À la plage, il y a des physiques triomphants, ceux que le manque de tissu ne dessert pas, voire contribue à la plénitude écrasante.
Il y a avec l’été cette idée de l’oubli du corps, ou du moins la conviction qu’avec le temps libre - qui comme le reste nous est compté - ce dernier devrait se rendre plus docile, se conformer à une forme de devoir hédoniste.

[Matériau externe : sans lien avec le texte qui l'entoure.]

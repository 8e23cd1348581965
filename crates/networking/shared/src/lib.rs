/// Transport level events shared by client & transports
pub mod events;
/// Gameplay messages exchanged with the remote peer
pub mod messages;
/// Transport implementations
pub mod transport;

pub use events::{ChannelId, ClientEvent, DisconnectReason, TransportError};
pub use messages::{MAX_MESSAGE_BYTES, PlayerId, PlayerInfo, ProtocolError, ServerMessage};
pub use transport::{ClientTransport, TransportResult};

/// Logical channel carrying gameplay messages (`ServerMessage`).
pub const GAMEPLAY_CHANNEL: ChannelId = 0;
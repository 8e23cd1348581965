//! World extents shared by spawn placement and local movement.

use bevy::prelude::*;
use serde::{Deserialize, Serialize};

/// Size of the playable world in spatial units (pixels of the tile map).
///
/// Fixed once the world is created; the origin is the top-left corner and
/// `y` grows downwards.
#[derive(Resource, Debug, Clone, Copy, PartialEq, Serialize, Deserialize)]
pub struct WorldBounds {
    pub width: f32,
    pub height: f32,
}

impl WorldBounds {
    pub const fn new(width: f32, height: f32) -> Self {
        Self { width, height }
    }

    /// Bounds of a tile map with `columns` x `rows` square tiles.
    pub fn from_tiles(columns: u32, rows: u32, tile_size: f32) -> Self {
        Self::new(columns as f32 * tile_size, rows as f32 * tile_size)
    }

    /// True unless both extents are finite and positive.
    pub fn is_degenerate(&self) -> bool {
        !(self.width.is_finite() && self.height.is_finite() && self.width > 0.0 && self.height > 0.0)
    }

    pub fn contains(&self, point: Vec2) -> bool {
        point.x >= 0.0 && point.y >= 0.0 && point.x < self.width && point.y < self.height
    }

    /// Clamps the top-left corner of a body of size `body` so that the whole
    /// body stays inside the world. Bodies larger than the world are pinned
    /// to the origin.
    pub fn clamp(&self, position: Vec2, body: Vec2) -> Vec2 {
        let max = (Vec2::new(self.width, self.height) - body).max(Vec2::ZERO);
        position.clamp(Vec2::ZERO, max)
    }
}

#[cfg(test)]
mod tests {
    use super::*;

    #[test]
    fn tile_map_size_in_pixels() {
        let bounds = WorldBounds::from_tiles(40, 30, 16.0);
        assert_eq!(bounds, WorldBounds::new(640.0, 480.0));
    }

    #[test]
    fn degenerate_bounds() {
        assert!(WorldBounds::new(0.0, 10.0).is_degenerate());
        assert!(WorldBounds::new(10.0, -1.0).is_degenerate());
        assert!(WorldBounds::new(f32::NAN, 10.0).is_degenerate());
        assert!(WorldBounds::new(f32::INFINITY, 10.0).is_degenerate());
        assert!(!WorldBounds::new(1.0, 1.0).is_degenerate());
    }

    #[test]
    fn clamp_keeps_body_inside() {
        let bounds = WorldBounds::new(100.0, 50.0);
        let body = Vec2::splat(16.0);

        assert_eq!(bounds.clamp(Vec2::new(-5.0, 20.0), body), Vec2::new(0.0, 20.0));
        assert_eq!(bounds.clamp(Vec2::new(99.0, 49.0), body), Vec2::new(84.0, 34.0));
        assert_eq!(
            WorldBounds::new(8.0, 8.0).clamp(Vec2::new(3.0, 3.0), body),
            Vec2::ZERO
        );
    }

    #[test]
    fn contains_is_half_open() {
        let bounds = WorldBounds::new(10.0, 10.0);
        assert!(bounds.contains(Vec2::ZERO));
        assert!(!bounds.contains(Vec2::new(10.0, 5.0)));
    }
}
//! Integration tests for the SettingsStore:
//! - Defaults when the file or the section is missing
//! - Partial sections merged over defaults (flat and nested)
//! - Reloading after external file modification

use std::fs;

use serde::{Deserialize, Serialize};
use settings::{Settings, SettingsError, SettingsStore};

#[derive(Debug, Clone, Serialize, Deserialize, PartialEq)]
#[serde(default)]
struct Nested {
    enabled: bool,
    level: u8,
}

impl Default for Nested {
    fn default() -> Self {
        Self {
            enabled: false,
            level: 1,
        }
    }
}

#[derive(Debug, Clone, Serialize, Deserialize, PartialEq)]
#[serde(default)]
struct Network {
    port: u16,
    label: String,
    nested: Nested,
}

impl Default for Network {
    fn default() -> Self {
        Self {
            port: 100,
            label: "main".into(),
            nested: Nested::default(),
        }
    }
}

impl Settings for Network {
    const SECTION: &'static str = "network";
}

#[test]
fn missing_file_resolves_to_defaults() {
    let dir = tempfile::tempdir().expect("tempdir");
    let path = dir.path().join("absent.toml");

    let mut store = SettingsStore::builder()
        .with_settings_file(&path)
        .build()
        .expect("build store");

    assert_eq!(store.load::<Network>().expect("load"), Network::default());
    assert!(!path.exists(), "building the store must not create the file");
}

#[test]
fn partial_section_is_merged_over_defaults() {
    let dir = tempfile::tempdir().expect("tempdir");
    let path = dir.path().join("client.toml");
    fs::write(&path, "[network]\nport = 7777\n\n[network.nested]\nlevel = 5\n").unwrap();

    let mut store = SettingsStore::builder()
        .with_settings_file(&path)
        .build()
        .expect("build store");
    store.register::<Network>().expect("register network");

    let net = store.get::<Network>().expect("get");
    assert_eq!(net.port, 7777);
    assert_eq!(net.label, "main");
    assert!(!net.nested.enabled);
    assert_eq!(net.nested.level, 5);
}

#[test]
fn register_twice_is_rejected() {
    let mut store = SettingsStore::from_toml_str("").expect("store");
    store.register::<Network>().expect("first register");

    let err = store.register::<Network>().unwrap_err();
    assert!(matches!(err, SettingsError::AlreadyRegistered("network")));
}

#[test]
fn get_before_register_is_an_error() {
    let store = SettingsStore::from_toml_str("[network]\nport = 1").expect("store");
    assert!(matches!(
        store.get::<Network>(),
        Err(SettingsError::NotRegistered("network"))
    ));
}

#[test]
fn wrong_value_type_reports_the_section() {
    let mut store = SettingsStore::from_toml_str("[network]\nport = \"high\"").expect("store");
    let err = store.register::<Network>().unwrap_err();
    assert!(matches!(
        err,
        SettingsError::Section {
            section: "network",
            ..
        }
    ));
}

#[test]
fn section_that_is_not_a_table_is_rejected() {
    let mut store = SettingsStore::from_toml_str("network = 3").expect("store");
    assert!(matches!(
        store.register::<Network>(),
        Err(SettingsError::NotATable("network"))
    ));
}

#[test]
fn malformed_document_fails_to_parse() {
    assert!(matches!(
        SettingsStore::from_toml_str("[network\nport ="),
        Err(SettingsError::Parse { path: None, .. })
    ));
}

#[test]
fn reload_picks_up_external_changes() {
    let dir = tempfile::tempdir().expect("tempdir");
    let path = dir.path().join("client.toml");
    fs::write(&path, "[network]\nport = 1000\n").unwrap();

    let mut store = SettingsStore::builder()
        .with_settings_file(&path)
        .build()
        .expect("build store");
    assert_eq!(store.load::<Network>().unwrap().port, 1000);

    fs::write(&path, "[network]\nport = 2000\nlabel = \"edited\"\n").unwrap();
    store.reload().expect("reload");

    let net = store.get::<Network>().unwrap();
    assert_eq!(net.port, 2000);
    assert_eq!(net.label, "edited");

    fs::remove_file(&path).unwrap();
    store.reload().expect("reload without file");
    assert_eq!(store.get::<Network>().unwrap(), Network::default());
}
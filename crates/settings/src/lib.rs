mod errors;
pub(crate) mod settings;
pub(crate) mod store;

pub use errors::SettingsError;
pub use settings::Settings;
pub use store::{SettingsStore, SettingsStoreBuilder};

Tiens toi sage oh enveloppe physique, ne gâche rien de notre joie avec de misérables petites douleurs.
Las, des moustiques à la foulure, au coup de soleil en passant par l’intoxication alimentaire, cette dernière se cabre et n’accepte pas si facilement d’être soumise à des literies moins confortables, des régimes alimentaires discutables et à une exposition lumineuse inhabituelle.
« Quelque brigand que nous rencontrions sur une route, peut-être pourrons-nous arriver à le rendre sensible à son intérêt personnel sinon à notre malheur. Mais demander pitié à notre corps, c’est discourir devant une pieuvre, pour qui nos paroles ne peuvent pas avoir plus de sens que le bruit de l’eau, et avec laquelle nous serions épouvantés d’être condamnés à vivre. » (Proust - « La Recherche du Temps Perdu »).